What causes ear symptoms?

In children, ear symptoms are most frequently due to ear infections, but they can also be caused by irritating substances in the ear and other conditions. In adults, ear symptoms are often due to disorders and conditions originating in the ear, but can also be due to conditions in areas outside the ear. This is due to the variety of nerves and connective tissues that are shared by other head and neck structures. For example, ear pain when swallowing can be caused by a blocked eustachian tube, sore throat, or sinusitis. In some cases, ear symptoms can be indicative of a serious infection or other condition that should be evaluated as soon as possible or in an emergency setting.

Ear infections that cause ear symptoms

Ear symptoms are caused by different types of infections that originate in the ear including:

  • Blocked eustachian tube, which is itself often caused by a cold

  • Ear cellulitis (skin infection)

  • Eardrum infection (myringitis)

  • External (outer) ear and ear canal infection (otitis externa, often called swimmer’s ear)

  • Mastoiditis (infection of the bone behind the ear that is often caused by spread of a middle ear infection)
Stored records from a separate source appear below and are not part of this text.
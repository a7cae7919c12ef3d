use thiserror::Error;
use uuid::Uuid;

use crate::models::TicketStatus;

#[derive(Debug, Error)]
pub enum TicketError {
    #[error("Ticket not found: {0}")]
    NotFound(Uuid),

    #[error("Ticket not found by number: {0}")]
    NumberNotFound(String),

    #[error("Ticket {0} is already cancelled")]
    AlreadyCancelled(Uuid),

    #[error("Invalid ticket transition: {from} -> {to}")]
    InvalidState { from: TicketStatus, to: TicketStatus },

    #[error("Invalid input: {0}")]
    Validation(String),

    #[error("Internal error: {0}")]
    Internal(String),
}

pub type TicketResult<T> = Result<T, TicketError>;
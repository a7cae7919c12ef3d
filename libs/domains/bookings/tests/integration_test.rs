//! Integration tests for the booking orchestrator
//!
//! These tests wire the real in-memory repositories together to ensure:
//! - The purchase sequence keeps inventory, tickets and payments consistent
//! - Concurrent purchases never oversell an event
//! - Cancellation returns seats and reverses payments
//! - `available_seats + sold == capacity` holds after any interleaving

use std::time::Duration as StdDuration;

use chrono::{Duration, Utc};
use uuid::Uuid;

use core_config::booking::BookingConfig;
use domain_bookings::{BookingError, BookingService};
use domain_events::{CreateEvent, EventError, EventService, InMemoryEventRepository, UpdateEvent};
use domain_payments::{InMemoryPaymentRepository, PaymentService, PaymentStatus};
use domain_tickets::{InMemoryTicketRepository, TicketError, TicketService, TicketStatus};
use domain_users::{CreateUser, InMemoryUserRepository, UserService};

/// All services over shared in-memory stores, so tests can assert on any
/// domain after driving the orchestrator.
struct Harness {
    booking: BookingService<
        InMemoryEventRepository,
        InMemoryTicketRepository,
        InMemoryPaymentRepository,
        InMemoryUserRepository,
    >,
    events: EventService<InMemoryEventRepository>,
    payments: PaymentService<InMemoryPaymentRepository>,
    tickets: TicketService<InMemoryTicketRepository>,
    users: UserService<InMemoryUserRepository>,
}

fn harness() -> Harness {
    let events = EventService::new(InMemoryEventRepository::new());
    let tickets = TicketService::new(InMemoryTicketRepository::new());
    let payments = PaymentService::new(InMemoryPaymentRepository::new());
    let users = UserService::new(InMemoryUserRepository::new());

    let booking = BookingService::with_config(
        events.clone(),
        tickets.clone(),
        payments.clone(),
        users.clone(),
        BookingConfig::new(3, StdDuration::from_millis(1)),
    );

    Harness {
        booking,
        events,
        payments,
        tickets,
        users,
    }
}

impl Harness {
    async fn create_event(&self, capacity: u32, price: f64) -> Uuid {
        self.events
            .create_event(CreateEvent {
                title: "Open Air Festival".to_string(),
                description: "Two stages, one evening".to_string(),
                location: "Riverside Park".to_string(),
                start_time: Utc::now() + Duration::days(7),
                end_time: Utc::now() + Duration::days(7) + Duration::hours(6),
                capacity,
                price,
                category: "festival".to_string(),
                organizer_id: Uuid::new_v4(),
            })
            .await
            .unwrap()
            .id
    }

    async fn register_buyer(&self, username: &str) -> Uuid {
        self.users
            .register_user(CreateUser {
                username: username.to_string(),
                email: format!("{username}@example.com"),
                full_name: String::new(),
            })
            .await
            .unwrap()
            .id
    }

    async fn available_seats(&self, event_id: Uuid) -> u32 {
        self.events.get_event(event_id).await.unwrap().available_seats
    }

    /// The core inventory invariant, checked from two independent sources
    async fn assert_capacity_invariant(&self, event_id: Uuid) {
        let event = self.events.get_event(event_id).await.unwrap();
        let sold = self.booking.sold_count(event_id).await.unwrap();
        assert_eq!(
            event.available_seats + sold as u32,
            event.capacity,
            "available ({}) + sold ({}) must equal capacity ({})",
            event.available_seats,
            sold,
            event.capacity
        );
    }
}

// ============================================================================
// Purchase Flow
// ============================================================================

#[tokio::test]
async fn test_purchase_creates_ticket_payment_and_takes_seat() {
    let h = harness();
    let event_id = h.create_event(100, 75.0).await;
    let buyer_id = h.register_buyer("alice").await;

    let ticket = h.booking.purchase_ticket(event_id, buyer_id).await.unwrap();

    assert_eq!(ticket.event_id, event_id);
    assert_eq!(ticket.buyer_id, buyer_id);
    assert_eq!(ticket.price, 75.0);
    assert_eq!(ticket.status, TicketStatus::Active);
    assert!(ticket.ticket_number.starts_with("TICKET-"));

    assert_eq!(h.available_seats(event_id).await, 99);
    h.assert_capacity_invariant(event_id).await;

    // Exactly one payment, already settled, annotated with the event title
    let payments = h.payments.payments_for_ticket(ticket.id).await.unwrap();
    assert_eq!(payments.len(), 1);
    assert_eq!(payments[0].status, PaymentStatus::Completed);
    assert_eq!(payments[0].amount, 75.0);
    assert!(payments[0].transaction_id.starts_with("TXN-"));
    assert_eq!(
        payments[0].notes.as_deref(),
        Some("Ticket purchase - Open Air Festival")
    );
}

#[tokio::test]
async fn test_purchase_rejects_unknown_event_and_buyer() {
    let h = harness();
    let event_id = h.create_event(10, 20.0).await;
    let buyer_id = h.register_buyer("bob").await;

    let result = h.booking.purchase_ticket(Uuid::new_v4(), buyer_id).await;
    assert!(matches!(
        result,
        Err(BookingError::Event(EventError::NotFound(_)))
    ));

    let result = h.booking.purchase_ticket(event_id, Uuid::new_v4()).await;
    assert!(matches!(result, Err(BookingError::BuyerNotFound(_))));

    assert_eq!(h.available_seats(event_id).await, 10);
}

#[tokio::test]
async fn test_sold_out_event_rejects_further_purchases() {
    let h = harness();
    let event_id = h.create_event(2, 10.0).await;
    let buyer_id = h.register_buyer("carol").await;

    h.booking.purchase_ticket(event_id, buyer_id).await.unwrap();
    h.booking.purchase_ticket(event_id, buyer_id).await.unwrap();

    let result = h.booking.purchase_ticket(event_id, buyer_id).await;
    assert!(matches!(
        result,
        Err(BookingError::Event(EventError::SoldOut(_)))
    ));

    assert_eq!(h.available_seats(event_id).await, 0);
    h.assert_capacity_invariant(event_id).await;
}
use thiserror::Error;
use uuid::Uuid;

#[derive(Debug, Error)]
pub enum EventError {
    #[error("Event not found: {0}")]
    NotFound(Uuid),

    #[error("No available seats for event {0}")]
    SoldOut(Uuid),

    #[error("Event {0} is already at full capacity")]
    AtCapacity(Uuid),

    #[error("Capacity {requested} is below the {sold} seats already sold")]
    InvalidCapacity { requested: u32, sold: u32 },

    #[error("Invalid input: {0}")]
    Validation(String),

    #[error("Internal error: {0}")]
    Internal(String),
}

pub type EventResult<T> = Result<T, EventError>;
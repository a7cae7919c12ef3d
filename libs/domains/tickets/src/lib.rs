//! Tickets Domain
//!
//! The ticket ledger: owns ticket records and their Active/Used/Cancelled
//! lifecycle, plus the read-side sold-count and revenue views derived from
//! it. Seat inventory belongs to the events domain; the booking
//! orchestrator keeps the two consistent.

pub mod error;
pub mod models;
pub mod repository;
pub mod service;

// Re-export commonly used types
pub use error::{TicketError, TicketResult};
pub use models::{IssueTicket, Ticket, TicketStatus, UpdateTicket};
pub use repository::{InMemoryTicketRepository, TicketRepository};
pub use service::TicketService;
  • Middle ear infection (otitis media)

Infections not specific to the ear that can cause ear symptoms

Ear symptoms can also be caused by infections that originate in parts of the body outside the ear including:

  • Chickenpox, measles and mumps

  • Encephalitis and meningitis

  • Influenza (flu)

  • Intrauterine infections including cytomegalovirus, German measles (rubella) and herpes (causing hearing loss in the fetus)

  • Laryngitis (infection or inflammation of the voice box)

  • Ramsay Hunt’s syndrome (varicella-zoster virus infection of the facial nerve, also called shingles and herpes zoster oticus)

  • Sinusitis (from infection or inflammation)

  • Tonsillitis or peritonsillar abscess

  • Tooth infection or abscess

Noninfectious diseases and conditions originating outside of the ear

Ear symptoms can be caused by noninfectious disorders, diseases and conditions including:

  • Enlarged lymph node

  • Infant teething

  • Recent tonsillectomy (removal of tonsils)

  • Sore throat

  • Teeth clenching or grinding (bruxism)

  • Temporomandibular joint disorder (also called TMJ)

  • Trigeminal neuralgia (chronic pain from malfunction of the nerve responsible for facial sensation)

Malignant and benign tumors that cause ear symptoms

Rarely, ear symptoms can be caused by different types of tumors, some of which are benign, and some that are caused by cancer. They include:

  • Acoustic neuroma (benign brain tumor)
  • Basal cell tumor (skin cancer on the outer ear)
  • Cancer of the head or neck
  • Cholesteatoma, cholesterol granuloma (noncancerous cystic masses)
  • Glomus tumor (benign middle ear tumor)
  • Squamous cell tumor (malignant tumor in the middle ear and mastoid)

    Physical or traumatic causes of ear symptoms

    Ear symptoms can be caused by different kinds of physical or environmental factors or injuries including:

    • Buildup of fluid (seen mainly in children, also called serous otitis)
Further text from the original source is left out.